# Exercise requirements
Beginning with the first line of the data below, extract each line up to and including the one containing "an in-memory adapter.". Copy them exactly and add nothing.

# Data to process

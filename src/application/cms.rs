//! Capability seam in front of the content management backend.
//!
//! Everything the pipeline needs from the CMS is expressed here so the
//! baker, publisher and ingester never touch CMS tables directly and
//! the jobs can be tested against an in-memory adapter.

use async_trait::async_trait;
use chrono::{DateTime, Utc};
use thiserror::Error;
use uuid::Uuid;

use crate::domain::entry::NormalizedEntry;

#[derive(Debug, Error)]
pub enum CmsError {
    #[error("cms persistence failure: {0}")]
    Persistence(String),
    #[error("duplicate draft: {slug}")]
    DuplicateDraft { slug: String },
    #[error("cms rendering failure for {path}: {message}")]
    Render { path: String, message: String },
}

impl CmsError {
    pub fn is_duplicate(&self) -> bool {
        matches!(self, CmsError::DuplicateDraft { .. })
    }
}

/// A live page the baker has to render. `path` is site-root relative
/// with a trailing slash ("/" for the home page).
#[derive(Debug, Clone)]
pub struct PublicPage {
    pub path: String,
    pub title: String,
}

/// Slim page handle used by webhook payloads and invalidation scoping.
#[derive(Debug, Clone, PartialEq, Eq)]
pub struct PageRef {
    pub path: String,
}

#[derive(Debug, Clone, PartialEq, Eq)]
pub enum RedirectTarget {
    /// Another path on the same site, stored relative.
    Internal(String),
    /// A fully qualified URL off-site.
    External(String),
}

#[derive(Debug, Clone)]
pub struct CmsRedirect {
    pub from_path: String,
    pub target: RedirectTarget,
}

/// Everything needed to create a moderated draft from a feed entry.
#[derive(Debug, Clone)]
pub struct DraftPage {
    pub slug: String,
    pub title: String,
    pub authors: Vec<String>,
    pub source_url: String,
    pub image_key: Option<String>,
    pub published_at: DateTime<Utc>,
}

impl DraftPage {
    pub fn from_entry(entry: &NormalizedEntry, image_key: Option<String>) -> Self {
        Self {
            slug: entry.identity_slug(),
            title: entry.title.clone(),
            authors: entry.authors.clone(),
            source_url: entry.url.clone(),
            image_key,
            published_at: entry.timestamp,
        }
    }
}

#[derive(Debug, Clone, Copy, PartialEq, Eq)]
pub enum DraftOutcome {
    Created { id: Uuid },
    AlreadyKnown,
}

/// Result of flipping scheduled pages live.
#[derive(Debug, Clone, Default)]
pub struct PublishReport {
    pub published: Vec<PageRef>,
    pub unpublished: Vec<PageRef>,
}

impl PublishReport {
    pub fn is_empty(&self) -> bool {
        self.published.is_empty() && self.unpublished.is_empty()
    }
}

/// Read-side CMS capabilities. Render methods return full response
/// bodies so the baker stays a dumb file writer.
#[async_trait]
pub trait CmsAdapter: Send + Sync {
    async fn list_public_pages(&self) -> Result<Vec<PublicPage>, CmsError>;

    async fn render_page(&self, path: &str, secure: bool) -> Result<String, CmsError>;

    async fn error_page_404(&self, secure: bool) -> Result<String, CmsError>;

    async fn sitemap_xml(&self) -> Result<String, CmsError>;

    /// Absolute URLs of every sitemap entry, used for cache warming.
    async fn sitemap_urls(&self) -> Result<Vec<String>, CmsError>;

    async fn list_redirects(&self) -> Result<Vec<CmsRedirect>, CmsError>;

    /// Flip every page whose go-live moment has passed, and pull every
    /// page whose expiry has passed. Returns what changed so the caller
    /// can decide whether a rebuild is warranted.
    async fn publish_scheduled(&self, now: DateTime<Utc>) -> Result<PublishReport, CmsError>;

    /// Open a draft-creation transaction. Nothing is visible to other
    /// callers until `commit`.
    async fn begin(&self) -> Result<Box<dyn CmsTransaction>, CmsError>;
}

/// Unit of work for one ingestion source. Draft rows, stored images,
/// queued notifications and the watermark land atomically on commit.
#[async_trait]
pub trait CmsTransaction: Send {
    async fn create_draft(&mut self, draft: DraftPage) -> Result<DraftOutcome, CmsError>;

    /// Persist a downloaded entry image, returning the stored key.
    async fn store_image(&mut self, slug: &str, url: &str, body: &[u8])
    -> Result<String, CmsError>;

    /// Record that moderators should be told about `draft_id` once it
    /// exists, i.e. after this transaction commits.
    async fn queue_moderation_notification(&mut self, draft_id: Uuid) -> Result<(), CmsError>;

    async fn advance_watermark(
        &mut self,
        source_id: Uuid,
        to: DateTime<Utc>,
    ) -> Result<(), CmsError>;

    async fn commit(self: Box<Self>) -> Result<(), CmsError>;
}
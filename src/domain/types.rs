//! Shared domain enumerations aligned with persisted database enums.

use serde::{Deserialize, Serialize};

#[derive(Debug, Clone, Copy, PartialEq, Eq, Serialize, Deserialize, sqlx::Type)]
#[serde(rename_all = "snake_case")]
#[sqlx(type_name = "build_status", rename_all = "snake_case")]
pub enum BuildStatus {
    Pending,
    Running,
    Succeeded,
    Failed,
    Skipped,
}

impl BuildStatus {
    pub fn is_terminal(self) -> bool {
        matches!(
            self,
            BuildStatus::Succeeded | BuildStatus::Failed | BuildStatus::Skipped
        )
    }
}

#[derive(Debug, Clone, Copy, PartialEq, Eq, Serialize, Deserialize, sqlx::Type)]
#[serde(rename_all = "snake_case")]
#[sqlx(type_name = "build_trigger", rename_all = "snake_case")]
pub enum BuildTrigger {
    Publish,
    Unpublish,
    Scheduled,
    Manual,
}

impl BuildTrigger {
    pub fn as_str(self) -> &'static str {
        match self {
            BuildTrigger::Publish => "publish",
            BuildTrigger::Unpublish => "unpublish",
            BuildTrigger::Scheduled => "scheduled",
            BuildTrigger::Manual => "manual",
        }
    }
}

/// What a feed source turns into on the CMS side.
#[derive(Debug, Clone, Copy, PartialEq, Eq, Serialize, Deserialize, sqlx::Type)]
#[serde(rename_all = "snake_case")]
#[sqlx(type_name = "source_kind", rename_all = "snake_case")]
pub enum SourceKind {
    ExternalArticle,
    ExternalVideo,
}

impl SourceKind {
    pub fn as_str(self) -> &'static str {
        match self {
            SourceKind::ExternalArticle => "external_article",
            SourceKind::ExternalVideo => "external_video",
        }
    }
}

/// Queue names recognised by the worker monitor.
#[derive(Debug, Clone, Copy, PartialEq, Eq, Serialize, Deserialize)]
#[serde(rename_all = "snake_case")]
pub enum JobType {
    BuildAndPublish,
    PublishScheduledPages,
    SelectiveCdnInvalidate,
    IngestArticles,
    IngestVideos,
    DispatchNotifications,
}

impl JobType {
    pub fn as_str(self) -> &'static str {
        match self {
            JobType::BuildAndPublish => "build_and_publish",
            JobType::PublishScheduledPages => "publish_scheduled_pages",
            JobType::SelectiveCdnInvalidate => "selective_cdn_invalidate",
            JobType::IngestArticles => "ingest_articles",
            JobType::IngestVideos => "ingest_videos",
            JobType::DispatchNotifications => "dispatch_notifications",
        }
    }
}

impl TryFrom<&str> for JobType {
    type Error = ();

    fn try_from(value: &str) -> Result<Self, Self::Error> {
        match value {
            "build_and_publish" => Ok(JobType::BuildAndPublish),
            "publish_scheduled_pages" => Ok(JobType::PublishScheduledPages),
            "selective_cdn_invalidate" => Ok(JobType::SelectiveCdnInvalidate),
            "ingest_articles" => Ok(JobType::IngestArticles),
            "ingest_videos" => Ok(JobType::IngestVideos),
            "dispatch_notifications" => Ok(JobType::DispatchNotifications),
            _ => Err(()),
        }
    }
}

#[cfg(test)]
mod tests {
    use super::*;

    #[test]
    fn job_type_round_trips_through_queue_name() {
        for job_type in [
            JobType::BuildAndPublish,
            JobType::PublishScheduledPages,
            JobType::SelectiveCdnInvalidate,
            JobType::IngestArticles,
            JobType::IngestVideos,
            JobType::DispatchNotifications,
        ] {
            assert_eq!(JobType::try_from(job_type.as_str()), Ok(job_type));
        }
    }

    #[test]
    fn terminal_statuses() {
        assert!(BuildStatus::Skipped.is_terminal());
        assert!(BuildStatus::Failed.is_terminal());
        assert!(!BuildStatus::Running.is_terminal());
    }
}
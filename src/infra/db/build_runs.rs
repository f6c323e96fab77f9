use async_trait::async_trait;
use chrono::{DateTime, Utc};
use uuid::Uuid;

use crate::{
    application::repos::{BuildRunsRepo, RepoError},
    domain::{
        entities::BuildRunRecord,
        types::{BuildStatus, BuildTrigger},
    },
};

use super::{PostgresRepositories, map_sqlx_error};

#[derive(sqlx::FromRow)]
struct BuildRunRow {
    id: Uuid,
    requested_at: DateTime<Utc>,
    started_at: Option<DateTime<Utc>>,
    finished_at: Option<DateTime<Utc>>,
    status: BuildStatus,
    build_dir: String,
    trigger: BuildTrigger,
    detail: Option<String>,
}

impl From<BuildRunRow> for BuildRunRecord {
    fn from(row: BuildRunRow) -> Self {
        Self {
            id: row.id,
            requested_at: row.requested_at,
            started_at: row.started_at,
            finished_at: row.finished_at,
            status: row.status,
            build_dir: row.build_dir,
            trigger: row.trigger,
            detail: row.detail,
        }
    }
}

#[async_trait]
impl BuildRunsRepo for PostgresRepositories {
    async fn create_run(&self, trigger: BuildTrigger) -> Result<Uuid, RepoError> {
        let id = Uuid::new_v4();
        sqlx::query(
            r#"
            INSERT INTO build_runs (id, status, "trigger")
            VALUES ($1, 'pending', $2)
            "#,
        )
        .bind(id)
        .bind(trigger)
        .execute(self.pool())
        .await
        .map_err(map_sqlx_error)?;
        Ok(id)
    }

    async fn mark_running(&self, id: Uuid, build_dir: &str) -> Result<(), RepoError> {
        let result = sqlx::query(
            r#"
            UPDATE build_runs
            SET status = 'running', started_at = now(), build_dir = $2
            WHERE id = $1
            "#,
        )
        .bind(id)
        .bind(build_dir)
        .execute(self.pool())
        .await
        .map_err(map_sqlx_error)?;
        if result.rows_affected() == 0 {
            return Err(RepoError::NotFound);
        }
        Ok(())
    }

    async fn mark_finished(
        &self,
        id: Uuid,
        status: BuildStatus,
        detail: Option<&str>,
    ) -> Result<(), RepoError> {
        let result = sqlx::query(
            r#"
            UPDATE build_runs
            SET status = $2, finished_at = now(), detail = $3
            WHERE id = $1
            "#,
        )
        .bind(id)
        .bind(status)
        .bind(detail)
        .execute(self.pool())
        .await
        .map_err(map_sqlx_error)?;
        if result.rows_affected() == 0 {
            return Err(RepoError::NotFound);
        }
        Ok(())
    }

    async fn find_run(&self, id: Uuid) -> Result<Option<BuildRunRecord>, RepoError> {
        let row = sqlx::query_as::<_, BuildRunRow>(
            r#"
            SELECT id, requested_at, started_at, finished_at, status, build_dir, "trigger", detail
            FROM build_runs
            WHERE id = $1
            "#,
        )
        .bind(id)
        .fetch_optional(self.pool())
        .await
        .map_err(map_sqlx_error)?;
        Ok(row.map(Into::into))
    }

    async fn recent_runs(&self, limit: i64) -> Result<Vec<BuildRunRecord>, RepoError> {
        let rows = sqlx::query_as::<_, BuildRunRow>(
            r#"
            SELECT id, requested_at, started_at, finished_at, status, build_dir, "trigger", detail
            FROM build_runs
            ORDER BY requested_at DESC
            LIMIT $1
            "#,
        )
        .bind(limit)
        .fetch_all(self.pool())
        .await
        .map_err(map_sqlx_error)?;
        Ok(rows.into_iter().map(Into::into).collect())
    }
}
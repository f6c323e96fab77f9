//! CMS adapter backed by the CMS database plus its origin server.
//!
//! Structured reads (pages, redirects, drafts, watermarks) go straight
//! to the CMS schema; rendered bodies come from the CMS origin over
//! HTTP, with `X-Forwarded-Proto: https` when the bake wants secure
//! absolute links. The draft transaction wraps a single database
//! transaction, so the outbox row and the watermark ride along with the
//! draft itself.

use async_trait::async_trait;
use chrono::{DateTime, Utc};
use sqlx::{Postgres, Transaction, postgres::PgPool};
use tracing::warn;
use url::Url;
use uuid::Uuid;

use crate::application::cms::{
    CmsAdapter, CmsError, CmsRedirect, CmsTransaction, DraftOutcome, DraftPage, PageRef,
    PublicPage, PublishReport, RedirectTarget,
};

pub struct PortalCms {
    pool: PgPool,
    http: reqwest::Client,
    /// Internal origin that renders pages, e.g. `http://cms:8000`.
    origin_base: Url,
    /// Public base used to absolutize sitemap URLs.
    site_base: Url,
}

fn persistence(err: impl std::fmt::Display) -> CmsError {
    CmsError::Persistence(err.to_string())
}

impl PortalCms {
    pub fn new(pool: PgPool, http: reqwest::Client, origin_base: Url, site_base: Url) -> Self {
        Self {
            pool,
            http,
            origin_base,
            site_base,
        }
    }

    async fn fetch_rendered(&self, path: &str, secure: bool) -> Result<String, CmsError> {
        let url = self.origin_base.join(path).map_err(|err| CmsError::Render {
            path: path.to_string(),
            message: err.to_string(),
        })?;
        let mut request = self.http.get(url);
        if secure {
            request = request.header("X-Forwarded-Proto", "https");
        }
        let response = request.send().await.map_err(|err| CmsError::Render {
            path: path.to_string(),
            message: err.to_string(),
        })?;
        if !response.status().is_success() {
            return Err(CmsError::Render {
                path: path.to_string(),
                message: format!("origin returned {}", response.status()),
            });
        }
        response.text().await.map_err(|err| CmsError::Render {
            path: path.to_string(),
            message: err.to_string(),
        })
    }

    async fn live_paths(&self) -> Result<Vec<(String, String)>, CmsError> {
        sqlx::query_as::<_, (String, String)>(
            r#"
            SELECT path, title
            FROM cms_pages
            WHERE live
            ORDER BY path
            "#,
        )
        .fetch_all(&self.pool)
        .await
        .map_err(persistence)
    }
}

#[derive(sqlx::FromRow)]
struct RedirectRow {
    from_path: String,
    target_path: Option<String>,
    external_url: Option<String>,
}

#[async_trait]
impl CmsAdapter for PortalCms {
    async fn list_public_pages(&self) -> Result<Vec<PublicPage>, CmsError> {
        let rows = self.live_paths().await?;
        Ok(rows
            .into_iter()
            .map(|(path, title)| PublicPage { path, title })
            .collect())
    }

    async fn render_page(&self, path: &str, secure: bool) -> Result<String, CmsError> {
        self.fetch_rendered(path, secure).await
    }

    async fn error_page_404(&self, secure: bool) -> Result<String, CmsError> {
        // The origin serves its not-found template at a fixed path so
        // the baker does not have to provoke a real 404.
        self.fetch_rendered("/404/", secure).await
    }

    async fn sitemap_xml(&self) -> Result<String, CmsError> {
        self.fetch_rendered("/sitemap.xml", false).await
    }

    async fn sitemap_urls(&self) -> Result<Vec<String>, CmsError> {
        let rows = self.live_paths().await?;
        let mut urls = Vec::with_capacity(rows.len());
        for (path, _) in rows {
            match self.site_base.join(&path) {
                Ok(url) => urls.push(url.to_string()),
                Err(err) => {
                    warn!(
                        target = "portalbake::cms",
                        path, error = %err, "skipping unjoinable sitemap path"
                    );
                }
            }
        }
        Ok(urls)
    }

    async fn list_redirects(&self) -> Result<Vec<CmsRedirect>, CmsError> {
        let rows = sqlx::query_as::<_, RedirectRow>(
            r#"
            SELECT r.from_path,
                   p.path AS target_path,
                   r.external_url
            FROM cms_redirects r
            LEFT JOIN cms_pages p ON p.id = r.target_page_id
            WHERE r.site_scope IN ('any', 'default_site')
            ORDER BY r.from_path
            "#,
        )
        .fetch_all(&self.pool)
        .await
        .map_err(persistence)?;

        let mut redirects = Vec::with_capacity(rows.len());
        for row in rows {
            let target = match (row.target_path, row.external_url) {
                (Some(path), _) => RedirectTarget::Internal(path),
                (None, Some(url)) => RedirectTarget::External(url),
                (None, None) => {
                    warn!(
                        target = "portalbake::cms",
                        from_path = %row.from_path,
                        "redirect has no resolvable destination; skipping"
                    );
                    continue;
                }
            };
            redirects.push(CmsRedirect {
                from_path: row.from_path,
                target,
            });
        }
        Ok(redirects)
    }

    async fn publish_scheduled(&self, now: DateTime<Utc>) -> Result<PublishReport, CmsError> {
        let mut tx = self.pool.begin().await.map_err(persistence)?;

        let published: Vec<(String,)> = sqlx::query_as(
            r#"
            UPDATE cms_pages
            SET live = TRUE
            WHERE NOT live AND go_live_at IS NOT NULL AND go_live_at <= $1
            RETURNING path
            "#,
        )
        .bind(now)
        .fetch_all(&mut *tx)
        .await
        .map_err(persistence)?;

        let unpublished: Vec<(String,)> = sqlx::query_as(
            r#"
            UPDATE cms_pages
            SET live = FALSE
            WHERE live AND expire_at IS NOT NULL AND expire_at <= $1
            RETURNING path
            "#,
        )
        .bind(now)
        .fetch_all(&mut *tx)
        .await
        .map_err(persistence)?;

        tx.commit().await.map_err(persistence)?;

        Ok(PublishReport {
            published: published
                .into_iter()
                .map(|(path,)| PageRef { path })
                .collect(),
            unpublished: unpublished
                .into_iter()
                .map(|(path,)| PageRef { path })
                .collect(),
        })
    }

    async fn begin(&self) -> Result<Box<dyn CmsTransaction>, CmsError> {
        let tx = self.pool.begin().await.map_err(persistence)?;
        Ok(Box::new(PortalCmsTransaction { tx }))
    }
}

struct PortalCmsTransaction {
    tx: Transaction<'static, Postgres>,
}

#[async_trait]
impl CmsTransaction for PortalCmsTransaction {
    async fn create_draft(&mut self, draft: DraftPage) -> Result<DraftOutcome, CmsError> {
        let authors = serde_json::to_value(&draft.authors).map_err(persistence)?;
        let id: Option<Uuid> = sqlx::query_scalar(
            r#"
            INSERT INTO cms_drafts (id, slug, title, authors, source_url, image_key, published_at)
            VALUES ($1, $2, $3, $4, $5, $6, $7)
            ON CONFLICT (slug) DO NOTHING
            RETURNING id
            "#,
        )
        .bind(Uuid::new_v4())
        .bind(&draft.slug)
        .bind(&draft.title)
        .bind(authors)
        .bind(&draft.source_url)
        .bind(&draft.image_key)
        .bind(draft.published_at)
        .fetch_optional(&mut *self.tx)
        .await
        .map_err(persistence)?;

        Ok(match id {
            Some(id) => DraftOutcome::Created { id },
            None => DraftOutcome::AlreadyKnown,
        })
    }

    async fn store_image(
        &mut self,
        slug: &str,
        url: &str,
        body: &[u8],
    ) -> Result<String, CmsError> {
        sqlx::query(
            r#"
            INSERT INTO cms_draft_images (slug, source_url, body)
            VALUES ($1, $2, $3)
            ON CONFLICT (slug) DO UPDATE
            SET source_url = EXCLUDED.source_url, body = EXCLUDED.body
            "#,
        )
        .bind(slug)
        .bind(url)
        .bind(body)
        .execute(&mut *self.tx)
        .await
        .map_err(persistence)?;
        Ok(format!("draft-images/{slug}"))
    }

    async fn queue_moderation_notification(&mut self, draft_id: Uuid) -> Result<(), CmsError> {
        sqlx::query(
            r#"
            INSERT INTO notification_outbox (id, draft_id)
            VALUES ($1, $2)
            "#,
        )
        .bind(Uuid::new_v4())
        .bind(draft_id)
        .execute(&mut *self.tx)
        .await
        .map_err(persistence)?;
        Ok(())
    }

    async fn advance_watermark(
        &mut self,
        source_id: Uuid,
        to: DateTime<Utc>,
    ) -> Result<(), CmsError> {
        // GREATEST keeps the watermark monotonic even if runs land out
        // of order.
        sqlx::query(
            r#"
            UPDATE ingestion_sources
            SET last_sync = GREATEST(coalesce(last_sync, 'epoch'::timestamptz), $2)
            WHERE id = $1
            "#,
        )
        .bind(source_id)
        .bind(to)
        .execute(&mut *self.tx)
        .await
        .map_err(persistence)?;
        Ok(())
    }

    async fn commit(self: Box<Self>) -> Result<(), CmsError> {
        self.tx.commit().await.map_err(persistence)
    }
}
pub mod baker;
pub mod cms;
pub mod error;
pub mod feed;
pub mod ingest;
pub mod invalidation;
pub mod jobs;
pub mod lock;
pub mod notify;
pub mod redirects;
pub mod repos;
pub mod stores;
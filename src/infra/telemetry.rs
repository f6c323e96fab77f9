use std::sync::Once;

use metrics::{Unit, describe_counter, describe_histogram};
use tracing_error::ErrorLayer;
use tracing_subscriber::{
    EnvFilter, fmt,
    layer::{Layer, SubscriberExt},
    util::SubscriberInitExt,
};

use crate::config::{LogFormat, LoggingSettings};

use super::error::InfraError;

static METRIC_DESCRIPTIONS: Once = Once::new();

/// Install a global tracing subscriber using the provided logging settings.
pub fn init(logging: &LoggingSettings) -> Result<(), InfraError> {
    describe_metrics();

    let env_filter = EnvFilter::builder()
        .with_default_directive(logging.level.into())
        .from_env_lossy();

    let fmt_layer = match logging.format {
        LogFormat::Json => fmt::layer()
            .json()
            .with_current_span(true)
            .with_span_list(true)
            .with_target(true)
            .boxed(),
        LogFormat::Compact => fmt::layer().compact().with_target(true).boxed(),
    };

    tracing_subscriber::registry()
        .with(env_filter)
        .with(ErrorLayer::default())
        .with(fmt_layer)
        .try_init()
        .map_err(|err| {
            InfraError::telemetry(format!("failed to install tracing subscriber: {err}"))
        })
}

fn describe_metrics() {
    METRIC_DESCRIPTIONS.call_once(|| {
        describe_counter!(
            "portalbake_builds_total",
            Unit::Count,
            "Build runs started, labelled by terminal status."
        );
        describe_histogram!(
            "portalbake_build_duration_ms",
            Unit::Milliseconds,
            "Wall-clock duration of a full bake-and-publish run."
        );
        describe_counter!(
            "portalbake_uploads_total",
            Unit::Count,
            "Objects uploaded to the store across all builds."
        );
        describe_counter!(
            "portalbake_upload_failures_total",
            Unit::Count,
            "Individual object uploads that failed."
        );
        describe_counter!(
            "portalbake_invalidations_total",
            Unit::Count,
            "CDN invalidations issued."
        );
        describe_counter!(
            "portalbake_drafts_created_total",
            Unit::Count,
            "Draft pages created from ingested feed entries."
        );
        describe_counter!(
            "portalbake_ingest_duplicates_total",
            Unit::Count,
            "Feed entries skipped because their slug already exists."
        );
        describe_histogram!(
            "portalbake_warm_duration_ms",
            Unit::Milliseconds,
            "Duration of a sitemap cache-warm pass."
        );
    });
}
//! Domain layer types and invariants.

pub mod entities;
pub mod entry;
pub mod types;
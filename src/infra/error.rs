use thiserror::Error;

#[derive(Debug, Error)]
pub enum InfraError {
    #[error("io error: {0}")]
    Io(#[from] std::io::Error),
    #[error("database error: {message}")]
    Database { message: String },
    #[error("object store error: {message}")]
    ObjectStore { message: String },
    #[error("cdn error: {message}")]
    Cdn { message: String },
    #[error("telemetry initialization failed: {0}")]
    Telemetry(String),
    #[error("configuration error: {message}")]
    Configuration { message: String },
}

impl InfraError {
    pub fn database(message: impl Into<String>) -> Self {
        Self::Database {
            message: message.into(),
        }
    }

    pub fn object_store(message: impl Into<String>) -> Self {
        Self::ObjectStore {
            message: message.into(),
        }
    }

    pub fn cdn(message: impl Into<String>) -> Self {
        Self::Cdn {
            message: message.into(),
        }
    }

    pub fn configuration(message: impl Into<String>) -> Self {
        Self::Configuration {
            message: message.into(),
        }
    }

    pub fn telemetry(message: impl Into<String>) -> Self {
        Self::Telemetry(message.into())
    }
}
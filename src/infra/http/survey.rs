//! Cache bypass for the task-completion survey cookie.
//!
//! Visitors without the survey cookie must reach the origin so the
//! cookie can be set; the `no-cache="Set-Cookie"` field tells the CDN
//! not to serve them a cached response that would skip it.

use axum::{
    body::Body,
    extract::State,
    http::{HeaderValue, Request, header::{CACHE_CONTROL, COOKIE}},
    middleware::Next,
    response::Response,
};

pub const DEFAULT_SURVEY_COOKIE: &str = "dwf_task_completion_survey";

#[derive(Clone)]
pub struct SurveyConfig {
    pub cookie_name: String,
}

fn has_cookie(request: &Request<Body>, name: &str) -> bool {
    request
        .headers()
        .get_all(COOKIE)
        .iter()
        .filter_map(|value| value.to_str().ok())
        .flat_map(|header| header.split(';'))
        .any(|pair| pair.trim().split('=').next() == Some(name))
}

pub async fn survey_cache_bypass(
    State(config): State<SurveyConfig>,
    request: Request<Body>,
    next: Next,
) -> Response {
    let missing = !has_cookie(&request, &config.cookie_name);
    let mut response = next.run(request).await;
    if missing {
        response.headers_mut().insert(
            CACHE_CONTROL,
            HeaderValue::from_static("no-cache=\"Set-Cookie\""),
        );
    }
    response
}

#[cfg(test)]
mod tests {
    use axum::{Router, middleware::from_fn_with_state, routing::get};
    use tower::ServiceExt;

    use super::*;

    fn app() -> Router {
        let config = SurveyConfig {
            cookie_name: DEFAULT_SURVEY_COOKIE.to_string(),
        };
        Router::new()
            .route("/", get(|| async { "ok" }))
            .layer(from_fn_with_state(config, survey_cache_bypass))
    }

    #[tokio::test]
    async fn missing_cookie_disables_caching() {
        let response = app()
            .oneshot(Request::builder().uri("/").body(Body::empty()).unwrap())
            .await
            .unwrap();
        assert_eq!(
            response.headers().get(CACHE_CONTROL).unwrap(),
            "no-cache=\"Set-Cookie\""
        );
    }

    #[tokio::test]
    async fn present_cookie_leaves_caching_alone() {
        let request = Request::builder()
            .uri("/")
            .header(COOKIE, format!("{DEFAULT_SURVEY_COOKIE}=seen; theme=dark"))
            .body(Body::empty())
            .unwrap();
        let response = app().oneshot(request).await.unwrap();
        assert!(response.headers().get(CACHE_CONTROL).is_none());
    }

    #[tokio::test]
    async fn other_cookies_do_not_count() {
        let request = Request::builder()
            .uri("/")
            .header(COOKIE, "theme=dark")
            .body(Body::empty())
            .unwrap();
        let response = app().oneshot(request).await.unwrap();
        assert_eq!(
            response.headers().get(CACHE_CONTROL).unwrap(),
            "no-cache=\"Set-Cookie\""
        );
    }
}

# Answer space
filename src/application/cms.rs
//! Capability seam in front of the content management backend.
//!
//! Everything the pipeline needs from the CMS is expressed here so the
//! baker, publisher and ingester never touch CMS tables directly and
//! the jobs can be tested against an in-memory adapter.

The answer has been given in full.